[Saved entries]
..............................

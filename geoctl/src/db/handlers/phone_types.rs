//! Database repository for phone types.

use crate::db::errors::{DbError, Result};
use crate::db::handlers::audit_set_clause;
use crate::db::handlers::repository::Repository;
use crate::db::models::phone_types::{PhoneTypeCreateDBRequest, PhoneTypeDBResponse, PhoneTypeUpdateDBRequest};
use crate::types::PhoneTypeId;
use sqlx::PgConnection;
use std::collections::HashMap;
use tracing::instrument;

#[derive(Debug, Clone)]
pub struct PhoneTypeFilter {
    pub skip: i64,
    pub limit: i64,
}

impl PhoneTypeFilter {
    pub fn new(skip: i64, limit: i64) -> Self {
        Self { skip, limit }
    }
}

pub struct PhoneTypes<'c> {
    db: &'c mut PgConnection,
}

impl<'c> PhoneTypes<'c> {
    pub fn new(db: &'c mut PgConnection) -> Self {
        Self { db }
    }
}

#[async_trait::async_trait]
impl<'c> Repository for PhoneTypes<'c> {
    type CreateRequest = PhoneTypeCreateDBRequest;
    type UpdateRequest = PhoneTypeUpdateDBRequest;
    type Response = PhoneTypeDBResponse;
    type Id = PhoneTypeId;
    type Filter = PhoneTypeFilter;

    #[instrument(skip(self, request), fields(abbreviation = %request.abbreviation), err)]
    async fn create(&mut self, request: &Self::CreateRequest) -> Result<Self::Response> {
        let row = sqlx::query_as::<_, PhoneTypeDBResponse>(
            r#"
            INSERT INTO phone_types (abbreviation, name, description, image_path, icon_path, color_id, created_by, updated_by)
            VALUES ($1, $2, $3, $4, $5, $6, $7, $7)
            RETURNING *
            "#,
        )
        .bind(&request.abbreviation)
        .bind(&request.name)
        .bind(&request.description)
        .bind(&request.image_path)
        .bind(&request.icon_path)
        .bind(request.color_id)
        .bind(&request.created_by)
        .fetch_one(&mut *self.db)
        .await?;

        Ok(row)
    }

    #[instrument(skip(self), err)]
    async fn get_by_id(&mut self, id: Self::Id) -> Result<Option<Self::Response>> {
        let row = sqlx::query_as::<_, PhoneTypeDBResponse>("SELECT * FROM phone_types WHERE id = $1")
            .bind(id)
            .fetch_optional(&mut *self.db)
            .await?;

        Ok(row)
    }

    #[instrument(skip(self, ids), fields(count = ids.len()), err)]
    async fn get_bulk(&mut self, ids: Vec<Self::Id>) -> Result<HashMap<Self::Id, Self::Response>> {
        if ids.is_empty() {
            return Ok(HashMap::new());
        }

        let rows = sqlx::query_as::<_, PhoneTypeDBResponse>("SELECT * FROM phone_types WHERE id = ANY($1)")
            .bind(&ids)
            .fetch_all(&mut *self.db)
            .await?;

        Ok(rows.into_iter().map(|r| (r.id, r)).collect())
    }

    #[instrument(skip(self, filter), fields(limit = filter.limit, skip = filter.skip), err)]
    async fn list(&mut self, filter: &Self::Filter) -> Result<Vec<Self::Response>> {
        let rows = sqlx::query_as::<_, PhoneTypeDBResponse>("SELECT * FROM phone_types ORDER BY name, id LIMIT $1 OFFSET $2")
            .bind(filter.limit)
            .bind(filter.skip)
            .fetch_all(&mut *self.db)
            .await?;

        Ok(rows)
    }

    #[instrument(skip(self, _filter), err)]
    async fn count(&mut self, _filter: &Self::Filter) -> Result<i64> {
        let count = sqlx::query_scalar::<_, i64>("SELECT COUNT(*) FROM phone_types")
            .fetch_one(&mut *self.db)
            .await?;

        Ok(count)
    }

    #[instrument(skip(self), err)]
    async fn delete(&mut self, id: Self::Id) -> Result<bool> {
        let result = sqlx::query("DELETE FROM phone_types WHERE id = $1")
            .bind(id)
            .execute(&mut *self.db)
            .await?;

        Ok(result.rows_affected() > 0)
    }

    #[instrument(skip(self, request), err)]
    async fn update(&mut self, id: Self::Id, request: &Self::UpdateRequest) -> Result<Self::Response> {
        let sql = format!(
            r#"
            UPDATE phone_types SET
                abbreviation = COALESCE($2, abbreviation),
                name = COALESCE($3, name),
                description = COALESCE($4, description),
                image_path = COALESCE($5, image_path),
                icon_path = COALESCE($6, icon_path),
                color_id = COALESCE($7, color_id),
                {}
            WHERE id = $1
            RETURNING *
            "#,
            audit_set_clause(8, 9)
        );

        let row = sqlx::query_as::<_, PhoneTypeDBResponse>(&sql)
            .bind(id)
            .bind(&request.abbreviation)
            .bind(&request.name)
            .bind(&request.description)
            .bind(&request.image_path)
            .bind(&request.icon_path)
            .bind(request.color_id)
            .bind(request.is_active)
            .bind(&request.updated_by)
            .fetch_optional(&mut *self.db)
            .await?
            .ok_or(DbError::NotFound)?;

        Ok(row)
    }
}
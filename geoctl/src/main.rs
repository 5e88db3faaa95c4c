use clap::Parser;
use geoctl::{Application, Config, telemetry};

/// Wait for shutdown signal (SIGTERM or Ctrl+C)
async fn shutdown_signal() {
    use tokio::signal;

    let ctrl_c = async {
        if let Err(e) = signal::ctrl_c().await {
            tracing::error!("Failed to listen for Ctrl+C: {e}");
            std::future::pending::<()>().await;
        }
    };

    #[cfg(unix)]
    let terminate = async {
        match signal::unix::signal(signal::unix::SignalKind::terminate()) {
            Ok(mut sigterm) => {
                sigterm.recv().await;
            }
            Err(e) => {
                tracing::error!("Failed to install SIGTERM handler: {e}");
                std::future::pending::<()>().await;
            }
        }
    };

    #[cfg(not(unix))]
    let terminate = std::future::pending::<()>();

    tokio::select! {
        _ = ctrl_c => {
            tracing::info!("Received Ctrl+C, shutting down gracefully...");
        },
        _ = terminate => {
            tracing::info!("Received SIGTERM, shutting down gracefully...");
        },
    }
}

#[tokio::main]
async fn main() -> anyhow::Result<()> {
    // Install rustls crypto provider before any TLS client is built
    rustls::crypto::aws_lc_rs::default_provider()
        .install_default()
        .map_err(|_| anyhow::anyhow!("Failed to install rustls crypto provider"))?;

    let args = geoctl::config::Args::parse();
    let config = Config::load(&args)?;

    if args.validate {
        println!("Configuration is valid.");
        return Ok(());
    }

    telemetry::init_telemetry(config.enable_otel_export)?;
    tracing::debug!("{:?}", args);

    let shutdown = shutdown_signal();
    Application::new(config).await?.serve(shutdown).await
}
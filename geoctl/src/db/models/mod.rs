//! Database record models matching table schemas.
//!
//! These structs correspond to table rows and are what repositories accept and return. They are
//! kept apart from the API models so storage and wire representations can evolve independently.
//!
//! # Model Categories
//!
//! ## Locality hierarchy (IBGE keyed)
//!
//! - [`regions`]: Macro regions (Norte, Nordeste, ...)
//! - [`states`]: Federative units, with flag and coat of arms paths
//! - [`municipalities`]: Municipalities
//!
//! ## Reference data
//!
//! - [`colors`], [`genders`], [`phone_types`], [`address_types`]
//! - [`addresses`], [`phones`]: contact records linked to many types
//!
//! Every table carries the same audit columns, mapped by [`AuditFields`].

use chrono::{DateTime, Utc};
use sqlx::FromRow;

pub mod address_types;
pub mod addresses;
pub mod colors;
pub mod genders;
pub mod municipalities;
pub mod phone_types;
pub mod phones;
pub mod regions;
pub mod states;

/// Audit and soft-delete columns present on every table
#[derive(Debug, Clone, PartialEq, FromRow)]
pub struct AuditFields {
    pub created_at: DateTime<Utc>,
    pub created_by: Option<String>,
    pub updated_at: DateTime<Utc>,
    pub updated_by: Option<String>,
    pub deleted_at: Option<DateTime<Utc>>,
    pub deleted_by: Option<String>,
    pub is_active: bool,
}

..............................

Taking the entries as a whole, work out how many lines contain the string "instrument". Respond with only the number.

8